2017 ACTFL National Language Teacher of the Year
North County High School, Glen Burnie, MD, NECTFL, German
By providing the unique opportunity to combine a language and culture with other content, I have come to realize the immense impact that I have on education as a world language teacher. Teaching a language is a privilege, and my classroom is a sacrosanct space where students creating connections is the key to learning about new content, new cultures and new understandings. I am constantly in awe of how learning a language shifts my students’ perspective and fosters cultural understanding and acceptance as they learn to communicate, compare and make connections with other cultures.
I experienced my own paradigm shift when the high school where I teach became a STEM (Science, Technology, Engineering, and Math) magnet. I suddenly found myself wondering why I should teach STEM and how I could connect language and culture to seemingly unrelated content. I quickly came to realize that teaching STEM and teaching languages shared much in common, including critical thinking, collaboration, interpretation, and communication. Once I viewed my language teaching practice through a STEM lens, I was able to find connections to what I was already doing. By integrating soft skills and project-based learning in language-anchored STEM instruction, my lessons became more rigorous and student- centered, thereby improving my students’ proficiency. I created opportunities for students to take ownership of learning with them solving problems via Socratic seminars, giving impromptu presentations, and planning for events based on real-world parameters such as time and money. My students now vie for positions as workshop leaders for our annual German STEM Immersion Day, and event where they lead hands-on experiments, truly emphasizing the trifecta of language, culture, and content.
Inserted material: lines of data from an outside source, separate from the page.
pub mod error;
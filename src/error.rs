//! Error types for autorun
//!
//! Library errors use `thiserror`; the binary wraps them in `anyhow`.

use std::path::PathBuf;

use nix::errno::Errno;
use thiserror::Error;

/// Result type alias for autorun operations
pub type AutorunResult<T> = Result<T, AutorunError>;

/// Main error type for autorun operations
#[derive(Error, Debug)]
pub enum AutorunError {
    /// The inotify instance could not be allocated
    #[error("inotify_init: {0}")]
    NotifyInit(#[source] Errno),

    /// The epoll instance could not be allocated
    #[error("epoll_create: {0}")]
    MultiplexerInit(#[source] Errno),

    /// The notification descriptor could not be added to epoll
    #[error("epoll_ctl: {0}")]
    Register(#[source] Errno),

    /// A watch could not be placed on a path
    #[error("add_watch {}: {source}", path.display())]
    AddWatch {
        path: PathBuf,
        #[source]
        source: Errno,
    },

    /// The blocking wait failed with something other than EINTR
    #[error("epoll_wait: {0}")]
    Wait(#[source] Errno),

    /// Reading the notification descriptor failed
    #[error("read: {0}")]
    Read(#[source] Errno),

    /// Closing the notification descriptor failed
    #[error("close: {0}")]
    Close(#[source] Errno),

    /// A `--file` target is not a regular file
    #[error("{} is not a file", path.display())]
    NotAFile { path: PathBuf },

    /// A `--dir` target is not a directory
    #[error("{} is not a directory", path.display())]
    NotADirectory { path: PathBuf },

    /// A target could not be inspected
    #[error("{}: {source}", path.display())]
    Stat {
        path: PathBuf,
        #[source]
        source: std::io::Error,
    },

    /// Invalid settings file
    #[error("invalid config in {}: {message}", file.display())]
    InvalidConfig { file: PathBuf, message: String },

    /// Settings file named on the command line does not exist
    #[error("config file not found: {}", path.display())]
    ConfigNotFound { path: PathBuf },

    /// IO error
    #[error("IO error: {0}")]
    Io(#[from] std::io::Error),
}

impl AutorunError {
    /// The OS error number carried by this error, if any.
    pub fn errno(&self) -> Option<Errno> {
        match self {
            AutorunError::NotifyInit(errno)
            | AutorunError::MultiplexerInit(errno)
            | AutorunError::Register(errno)
            | AutorunError::Wait(errno)
            | AutorunError::Read(errno)
            | AutorunError::Close(errno) => Some(*errno),
            AutorunError::AddWatch { source, .. } => Some(*source),
            AutorunError::Stat { source, .. } | AutorunError::Io(source) => {
                source.raw_os_error().map(Errno::from_raw)
            }
            _ => None,
        }
    }

    /// Process exit code: the numeric OS error when present, else 1.
    pub fn exit_code(&self) -> i32 {
        match self.errno() {
            Some(errno) if errno as i32 > 0 => errno as i32,
            _ => 1,
        }
    }
}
My many disadvantaged students have gone from asking why they should learn a language would likely never use to realizing that if they can reach understanding and solve problems with their fellow classmates, then it is possible for them to do the same with someone on the other side of the world. Through an immersion setting in the classroom and enrichment activities outside of it, my students have truly started to live the language. They now see the value of language with STEM to make themselves more marketable to employers, but just as important are the changes I see in their willingness to be open to different perspectives and ways of thinking. I view my own role as the one who facilitates the interconnectedness of content with language and culture, so that they can see value not only in what they are studying, but also in themselves.
Intercultural understanding begins with those who understand the power of speaking to someone in the language that is their home. Vulnerability, respect, and effort in using language are signs of increased tolerance and new ways of thinking, something that gives students the power to impact the world in a positive way. It is our job to ensure that all students study a language and culture so that everyone has the same opportunity.